** Exercise directions **
Search the records below for the word "CommandDispatcher". Pull out each line that has it.

*** Opening of Record excerpts ***

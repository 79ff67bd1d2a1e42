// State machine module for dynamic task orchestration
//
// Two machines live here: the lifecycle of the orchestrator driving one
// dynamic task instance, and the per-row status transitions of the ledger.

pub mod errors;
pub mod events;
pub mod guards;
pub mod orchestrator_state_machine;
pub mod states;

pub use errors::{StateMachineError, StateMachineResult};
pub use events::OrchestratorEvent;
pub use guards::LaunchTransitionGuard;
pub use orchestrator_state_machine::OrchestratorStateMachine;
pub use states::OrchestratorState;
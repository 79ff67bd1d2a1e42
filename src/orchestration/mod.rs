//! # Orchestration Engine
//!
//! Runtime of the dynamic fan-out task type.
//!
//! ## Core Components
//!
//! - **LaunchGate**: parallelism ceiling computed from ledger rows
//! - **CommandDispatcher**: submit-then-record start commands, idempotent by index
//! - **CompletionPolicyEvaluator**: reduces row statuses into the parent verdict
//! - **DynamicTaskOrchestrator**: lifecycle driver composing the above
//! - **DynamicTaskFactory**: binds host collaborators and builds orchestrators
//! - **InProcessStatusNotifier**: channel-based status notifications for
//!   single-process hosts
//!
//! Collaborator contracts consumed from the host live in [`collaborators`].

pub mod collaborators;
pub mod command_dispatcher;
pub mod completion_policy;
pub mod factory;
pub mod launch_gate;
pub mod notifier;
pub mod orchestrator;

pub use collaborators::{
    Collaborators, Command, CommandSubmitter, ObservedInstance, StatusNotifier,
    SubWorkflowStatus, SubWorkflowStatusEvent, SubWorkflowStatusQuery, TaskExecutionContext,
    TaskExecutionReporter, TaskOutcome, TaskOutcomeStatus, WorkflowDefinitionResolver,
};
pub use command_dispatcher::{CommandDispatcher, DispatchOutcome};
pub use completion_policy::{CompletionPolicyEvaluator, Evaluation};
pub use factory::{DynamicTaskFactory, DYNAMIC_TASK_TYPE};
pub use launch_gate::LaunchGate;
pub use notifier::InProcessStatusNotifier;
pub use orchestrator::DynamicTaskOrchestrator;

*** Close of Record excerpts ***

** Exercise answer **
//! - **CommandDispatcher**: submit-then-record start commands, idempotent by index
pub use command_dispatcher::{CommandDispatcher, DispatchOutcome};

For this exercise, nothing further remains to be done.